Mallory Baskin

Web Developer and Ghost Writer
Mallory Baskin

Lessons Learned in the Private School System

I grew up in the private school system from grades 1–9. My entire grade was never over 40 people and we knew everyone in our grade, the one above us and the one below. Allow me to educate you.

There Are Levels To Private Schooling

I went to a redneck private school. It was in rural South Carolina. The guys drove jacked-up trucks and we had a camouflage day for spirit week. We thought we were elite because we went to a private school but tried to be backwoods because it was cool. We failed at both.

Do not let a private school upbringing fool you into thinking there were any sort of manners taught. Do not let a private school education convince you that you are better than anyone.

Quality of Education Always Depends on The Teachers

My school was tiny and poor for a private school. We had no technology classes, severely limited language classes, and sometimes 2 teachers ran the entire science department for the high school. But our English teachers were on point. They had us cranking out papers like machines. No computers for writing research papers, better bust out that encyclopedia Britannica. Our exams were blue books. Remember those? Where you got one question and 2 hours and it was like a notebook with a blue cover and you wrote until your hand went numb then you would shake it out and keep going because your passing the class depended on it?

I went back to that same high school as a teacher after college. Those English teachers were no longer there, having retired. I couldn’t get kids to write 500 words on topics of their choice using a keyboard. They didn’t know how to write an essay let alone research one.

Same school. Same rules. Same methods. Same “values”. Different teachers. They don’t get enough credit.

Family Matters

That cliche from movies is true even in tiny redneck private schools. The big-name families with the money and the political ties make the rules. We knew who ran the place and they weren’t about to let us forget it. It influenced everything from who played on the team, to who made homecoming court, to who got marks on their permanent record, and even to who graduated top of the class. It happened.

Sometimes it sucks. But crying over the injustice of it all did nothing. Learn to work in the system and move on.

There Is No Such Thing As Secrets

In a tiny school, everyone knows everyone else’s business. You don’t even have to be a gossip. That mess just flows down the hallways and you run smack into it while minding your own business, not looking for any drama. Trying to keep a secret was not possible. Not was hard, not was difficult, was impossible.

You learned to fess up quick. Your teachers knew your parents to the point of having their cell numbers and making small talk at church. Your dad knew before he even got home that you got a detention. Better hope you told him soon as he walked in the door.

Learn to expect everyone to know everything and act like everything you do will reach exactly who you don’t want to know.

Sometimes The System Makes You Work Extra Hard. For Kicks And Giggles.

My mom was my chemistry teacher. There was only one in the school so she had to teach me. I am very science-minded. Up until this point throughout my school career, I had been the top student in science in my grade every year. The year before another teacher had taught their own child.

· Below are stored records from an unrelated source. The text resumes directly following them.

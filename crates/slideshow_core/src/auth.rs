//! crates/slideshow_core/src/auth.rs
//!
//! Logs in to the NAS and guarantees the matching logout.

use crate::capabilities::CapabilityCache;
use crate::domain::{ApiOperation, ApiRequest, Credentials, Session};
use crate::error::{SlideshowError, SlideshowResult};
use crate::nas::NasClient;
use serde::Deserialize;
use std::future::Future;
use std::sync::Arc;
use tokio_util::sync::CancellationToken;
use tracing::{debug, error, warn};

const SESSION_NAME: &str = "FileStation";

#[derive(Deserialize)]
struct LoginData {
    #[serde(default)]
    sid: String,
    #[serde(default)]
    synotoken: String,
}

pub struct SessionAuthenticator {
    nas: NasClient,
    capabilities: Arc<CapabilityCache>,
    credentials: Credentials,
}

impl SessionAuthenticator {
    pub fn new(nas: NasClient, capabilities: Arc<CapabilityCache>, credentials: Credentials) -> Self {
        Self {
            nas,
            capabilities,
            credentials,
        }
    }

    /// Logs in and returns a new session.
    ///
    /// A response without a session token is an `AuthenticationFailed` error.
    pub async fn acquire(&self, cancel: &CancellationToken) -> SlideshowResult<Session> {
        let descriptor = self.capabilities.get(cancel).await?;
        let version = descriptor.max_version(ApiOperation::Login);
        if version <= 0 {
            return Err(SlideshowError::InvalidApiVersion {
                api: ApiOperation::Login.api_name().to_string(),
                version,
            });
        }

        let request = ApiRequest::for_operation(ApiOperation::Login, &descriptor, version)
            .param("account", self.credentials.account.clone())
            .param("passwd", self.credentials.password.clone())
            .param("session", SESSION_NAME)
            .param("format", "sid")
            .param("enable_syno_token", "yes");

        debug!(account = %self.credentials.account, "Authenticating with NAS");
        let envelope = self.nas.call::<LoginData>(&request, cancel).await?;
        let code = envelope.error_code();

        match envelope.data {
            Some(data) if envelope.success && !data.synotoken.trim().is_empty() => Ok(Session {
                sid: data.sid,
                syno_token: data.synotoken,
            }),
            _ => {
                error!(code, "Failed to login to NAS");
                Err(SlideshowError::AuthenticationFailed(format!(
                    "no session token returned (code {})",
                    code
                )))
            }
        }
    }

    /// Logs the session out. Never fails; problems are logged.
    ///
    /// Runs independently of any caller cancellation so it completes on every exit path.
    pub async fn release(&self, session: Session) {
        let detached = CancellationToken::new();
        let descriptor = match self.capabilities.get(&detached).await {
            Ok(descriptor) => descriptor,
            Err(e) => {
                warn!("Failed to logout from NAS: {}", e);
                return;
            }
        };

        let request = ApiRequest::for_operation(
            ApiOperation::Logout,
            &descriptor,
            descriptor.max_version(ApiOperation::Logout),
        )
        .param("session", SESSION_NAME)
        .param("_sid", session.sid);

        debug!("Logging out from NAS");
        match self.nas.call_detached::<serde_json::Value>(&request).await {
            Ok(envelope) if envelope.success => {}
            Ok(envelope) => warn!(code = envelope.error_code(), "NAS rejected logout"),
            Err(e) => warn!("Failed to logout from NAS: {}", e),
        }
    }

    /// Runs `work` inside a session that is released exactly once afterwards,
    /// whether `work` succeeds, fails or observes cancellation.
    pub async fn with_session<T, F, Fut>(&self, cancel: &CancellationToken, work: F) -> SlideshowResult<T>
    where
        F: FnOnce(Session) -> Fut,
        Fut: Future<Output = SlideshowResult<T>>,
    {
        let session = self.acquire(cancel).await?;
        let result = work(session.clone()).await;
        self.release(session).await;
        result
    }
}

They were not known for being partially gifted at science yet that year they grabbed the top spot for their grade. Of course, rumors went around that it was fixed.

There was a lot of anger toward teachers’ kids and about how teachers were helping their kids cheat. My mom was having no part in it. She started from the very beginning of that year saying that everyone would be graded fairly including me, then she proceeded to round everyone’s grades up to the nearest point which is standard. Except mine.

Mine she rounded down. I was pissed. She told me that just meant I had to work harder and then when I won she could prove it wasn’t because of cheating. I was still pissed. But now I understand that sometimes the system isn’t going to play fair with you and sometimes you have to work harder for what you want. I ended up getting second in science. By 4 tenths of a point.

Learn to grind it out. The world and system can be against you sometimes and make you work harder despite it being unfair. Accept it as a challenge and work through it.

Proximity Can Create Friendship

In high school, 99% of your friends are only your friends because you see each other every day. You don’t like each other as much as you think you do. You don’t share the same values or dreams or drive for improvement. If you sat down and made conscious decisions about the people you wanted to let into your life many of the people close to you wouldn’t be on that list. They snuck in because they were physically close by. This can happen with friends and with dating.

Do not let whoever is close and convenient dictate the type and caliber of people you associate with. Proximity doesn’t mean you should settle.

The World Exists Outside of All You Know

When I was in high school I couldn’t imagine having friends outside of the people I already had. I stayed with the same people from 1–9 grade. We were so close there wasn’t anything left to learn. And most of us didn’t like each other. I was worried I would never have friends. But the world is so much bigger than your high school. Than your home town. Than your home state. It is bigger than what everyone around you believes.

Do not limit your view to all you can see now. Everything will change. You will grow and you will get out of the tiny bubble that exists. The world gets so much bigger after high school.